Luciana Pombo
De Curitiba
A doméstica Sirlene Aparecida Pinto, acusada de ter intermediado a adoção do casal de gêmeos de Campo Largo para o pastor e deputado estadual Edson Praczyk (PL), se apresentou ontem ao Serviço de Investigação de Crianças Desaparecidas (Sicride). Foragida desde que a notícia da intermediação das crianças foi divulgada pela imprensa, Sirlene confirmou que deixou Curitiba depois de ter sido aconselhada pelo chefe de gabinete de Praczyk, Paulo Ronaldo de Andrade. ‘‘Ele me orientou a sair da cidade até resolver a situação’’, afirmou ela.

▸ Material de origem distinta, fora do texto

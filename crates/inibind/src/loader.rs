//! Where included files come from.

use std::collections::HashMap;
use std::io;
use std::path::{Component, Path, PathBuf};

/// Reads include targets.
pub trait Loader {
    /// Canonical identity of `path`, used to detect include cycles.
    fn identify(&self, path: &Path) -> io::Result<PathBuf>;

    fn load(&self, path: &Path) -> io::Result<Vec<u8>>;
}

/// The local filesystem.
#[derive(Debug, Clone, Copy, Default)]
pub struct FsLoader;

impl Loader for FsLoader {
    fn identify(&self, path: &Path) -> io::Result<PathBuf> {
        std::fs::canonicalize(path)
    }

    fn load(&self, path: &Path) -> io::Result<Vec<u8>> {
        std::fs::read(path)
    }
}

/// In-memory files keyed by normalized path.
#[derive(Debug, Clone, Default)]
pub struct MemoryLoader {
    files: HashMap<PathBuf, Vec<u8>>,
}

impl MemoryLoader {
    pub fn new() -> Self {
        Self::default()
    }

    pub fn with_file(mut self, path: impl AsRef<Path>, contents: impl Into<Vec<u8>>) -> Self {
        self.insert(path, contents);
        self
    }

    pub fn insert(&mut self, path: impl AsRef<Path>, contents: impl Into<Vec<u8>>) {
        self.files.insert(normalize(path.as_ref()), contents.into());
    }
}

impl Loader for MemoryLoader {
    fn identify(&self, path: &Path) -> io::Result<PathBuf> {
        let path = normalize(path);
        if self.files.contains_key(&path) {
            Ok(path)
        } else {
            Err(not_found(&path))
        }
    }

    fn load(&self, path: &Path) -> io::Result<Vec<u8>> {
        let path = normalize(path);
        self.files.get(&path).cloned().ok_or_else(|| not_found(&path))
    }
}

fn not_found(path: &Path) -> io::Error {
    io::Error::new(
        io::ErrorKind::NotFound,
        format!("no such file: {}", path.display()),
    )
}

/// Resolve `.` and `..` components without touching the filesystem.
fn normalize(path: &Path) -> PathBuf {
    let mut out = PathBuf::new();
    for component in path.components() {
        match component {
            Component::CurDir => {}
            Component::ParentDir => {
                out.pop();
            }
            other => out.push(other),
        }
    }
    out
}

#[cfg(test)]
mod tests {
    use super::*;

    #[test]
    fn test_memory_loader_normalizes() {
        let loader = MemoryLoader::new().with_file("/etc/app/main.ini", "a = 1");
        let id = loader.identify(Path::new("/etc/app/conf.d/../main.ini")).unwrap();
        assert_eq!(id, Path::new("/etc/app/main.ini"));
        assert_eq!(loader.load(Path::new("/etc/./app/main.ini")).unwrap(), b"a = 1");
    }

    #[test]
    fn test_memory_loader_missing() {
        let loader = MemoryLoader::new();
        let err = loader.identify(Path::new("/nope.ini")).unwrap_err();
        assert_eq!(err.kind(), io::ErrorKind::NotFound);
        assert!(err.to_string().contains("/nope.ini"));
    }
}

Sirlene Aparecida disse que passou um mês numa casa alugada em Guaratuba, litoral paranaense, e foi para a casa de amigos em São Paulo. Durante esse período, ela recebeu R$ 400,00 de Andrade para ajuda de custo. ‘‘Eu liguei pra ele duas vezes e pedi. Nunca houve qualquer tipo de ameaça’’, contou. Como ela estava com a prisão preventiva decretada, o delegado Harry Herbert, que está presidindo o inquérito, teve que pedir a revogação da decisão judicial para a comarca de Campo Largo. ‘‘Acho que ela colaborou muito com a polícia e esclareceu fatos que ainda estavam nebulosos. Não existem motivos para mantê-la presa’’, afirmou Herbert. A intenção é terminar o inquérito até quarta-feira e remetê-lo para a Justiça. ‘‘Vamos trabalhar bastante, por enquanto em sigilo’’, disse ele, sem divulgar as informações prestadas por Sirlene durante uma hora de depoimento.

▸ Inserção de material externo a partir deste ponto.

//! Code generation for `#[derive(Record)]`.

use std::fmt::Write;

use crate::parse::{FieldDecl, RecordDef};

pub(crate) fn compile_error(message: &str) -> String {
    format!("::core::compile_error!({message:?});")
}

fn option_str(value: Option<&str>) -> String {
    match value {
        Some(text) => format!("::core::option::Option::Some({text:?})"),
        None => "::core::option::Option::None".to_string(),
    }
}

fn field_def(field: &FieldDecl) -> String {
    format!(
        "::inibind::FieldDef {{ name: {name:?}, key: {key}, default: {default}, flatten: {flatten}, shape: <{ty} as ::inibind::Field>::shape }},",
        name = field.name(),
        key = option_str(field.key.as_deref()),
        default = option_str(field.default.as_deref()),
        flatten = field.flatten,
        ty = field.ty,
    )
}

pub(crate) fn expand(record: &RecordDef) -> String {
    let name = &record.name;
    let mut defs = String::new();
    let mut mut_arms = String::new();
    let mut ref_arms = String::new();

    for (index, field) in record.fields.iter().enumerate() {
        let ident = &field.ident;
        defs.push_str(&field_def(field));
        let _ = write!(
            mut_arms,
            "{index}usize => ::core::option::Option::Some(::inibind::Field::as_field_mut(&mut self.{ident})),"
        );
        let _ = write!(
            ref_arms,
            "{index}usize => ::core::option::Option::Some(::inibind::Field::as_field_ref(&self.{ident})),"
        );
    }

    format!(
        r#"
#[automatically_derived]
impl ::inibind::Record for {name} {{
    const NAME: &'static str = {name:?};
    const FIELDS: &'static [::inibind::FieldDef] = &[{defs}];
}}

#[automatically_derived]
impl ::inibind::Section for {name} {{
    fn record_type(&self) -> ::inibind::RecordType {{
        ::inibind::RecordType::of::<Self>()
    }}

    #[allow(clippy::match_single_binding)]
    fn field_mut(&mut self, index: usize) -> ::core::option::Option<::inibind::FieldMut<'_>> {{
        match index {{
            {mut_arms}
            _ => ::core::option::Option::None,
        }}
    }}

    #[allow(clippy::match_single_binding)]
    fn field_ref(&self, index: usize) -> ::core::option::Option<::inibind::FieldRef<'_>> {{
        match index {{
            {ref_arms}
            _ => ::core::option::Option::None,
        }}
    }}
}}

#[automatically_derived]
impl ::inibind::Field for {name} {{
    fn shape() -> ::inibind::Shape {{
        ::inibind::Shape::Record(::inibind::RecordType::of::<Self>)
    }}

    fn as_field_mut(&mut self) -> ::inibind::FieldMut<'_> {{
        ::inibind::FieldMut::Record(self)
    }}

    fn as_field_ref(&self) -> ::inibind::FieldRef<'_> {{
        ::inibind::FieldRef::Record(self)
    }}

    fn decode(_raw: &str) -> ::core::result::Result<Self, ::inibind::CoerceError> {{
        ::core::result::Result::Err(::inibind::CoerceError::unsupported({name:?}))
    }}

    fn vacant() -> ::core::option::Option<Self> {{
        ::core::option::Option::Some(<Self as ::core::default::Default>::default())
    }}
}}
"#
    )
}
//! Writing raw text into a field.

use crate::error::CoerceError;
use crate::value::FieldMut;

/// Coerce `raw` into `field`.
///
/// An absent optional stays absent when `raw` is empty; otherwise it is
/// populated with a freshly decoded value. A present optional is written
/// through.
pub(crate) fn set_value(field: FieldMut<'_>, raw: &str) -> Result<(), CoerceError> {
    match field {
        FieldMut::Scalar(slot) => slot.assign(raw),
        FieldMut::Sequence(slot) => slot.assign(raw),
        FieldMut::Optional(slot) => {
            if let Some(inner) = slot.present_mut() {
                return set_value(inner, raw);
            }
            if raw.is_empty() {
                return Ok(());
            }
            slot.assign(raw)
        }
        FieldMut::Record(section) => Err(CoerceError::unsupported(section.record_type().name)),
        FieldMut::Unsupported { type_name } => Err(CoerceError::unsupported(type_name)),
    }
}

A doméstica Sirlene Aparecida disse que não participou da transação para a adoção dos gêmeos. A única participação dela, segundo as informações prestadas ontem, teria sido um comentário que fez com Dalvanir Machado, obreira da Igreja Universal da Cidade Industrial de Curitiba. ‘‘Apenas passei as informações para a obreira da igreja, esta foi a única participação que tive em toda esta história’’, afirmou. Ela negou que tenha havido qualquer proposta ou pedido de material de construção ou cesta básica pelas crianças e disse que nem conhecia os pais biológicos. ‘‘Apenas sabia que queriam doar as crianças e que o pastor queria adotar’’, afirmou.

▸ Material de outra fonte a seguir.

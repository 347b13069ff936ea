//! Locating the destination field of an assignment.

use tracing::trace;

use crate::error::ErrorKind;
use crate::record::{Section, field_at};
use crate::registry::Registry;
use crate::value::FieldMut;

/// Walk a dotted, lower-cased section path from `root`.
///
/// Optional records along the way are populated with their default value.
/// The empty path is the root itself.
pub(crate) fn resolve_section<'a>(
    registry: &Registry,
    root: &'a mut dyn Section,
    path: &str,
) -> Result<&'a mut dyn Section, ErrorKind> {
    if path.is_empty() {
        return Ok(root);
    }

    let mut current = root;
    for segment in path.split('.') {
        let map = registry.field_map(current.record_type())?;
        let Some(entry) = map.get(segment) else {
            return Err(ErrorKind::UnknownSection {
                section: path.to_string(),
            });
        };
        let not_a_section = || ErrorKind::NotASection {
            section: path.to_string(),
        };

        current = match field_at(current, &entry.path) {
            Some(FieldMut::Record(inner)) => inner,
            Some(FieldMut::Optional(slot)) => {
                let allocating = !slot.is_present();
                match slot.ensure_present() {
                    Some(FieldMut::Record(inner)) => {
                        if allocating {
                            trace!(section = path, segment, "populated optional section");
                        }
                        inner
                    }
                    _ => return Err(not_a_section()),
                }
            }
            _ => return Err(not_a_section()),
        };
    }
    Ok(current)
}

/// Find the field bound to `key` in `section`.
pub(crate) fn resolve_key<'a>(
    registry: &Registry,
    section: &'a mut dyn Section,
    key: &str,
) -> Result<FieldMut<'a>, ErrorKind> {
    let unknown = || ErrorKind::UnknownKey {
        key: key.to_string(),
    };
    let map = registry.field_map(section.record_type())?;
    let entry = map.get(key).ok_or_else(unknown)?;
    field_at(section, &entry.path).ok_or_else(unknown)
}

Sirlene Aparecida está sendo indiciada em inquérito e poderá responder o processo judicial trabalhando numa casa de família no bairro do Bigorrilho, em Curitiba.
O chefe de gabinete do deputado Praczyk disse ontem, em entrevista à Folha, que nunca deu qualquer orientação para que Sirlene Aparecida deixasse Curitiba. ‘‘Capaz!’’, reagiu ele. Ronaldo de Andrade negou ainda que tenha enviado dinheiro para a ajuda de custo dela durante o período em que Sirlene esteve foragida. ‘‘Não enviei dinheiro algum, nem falei com ela durante este período’’, afirmou.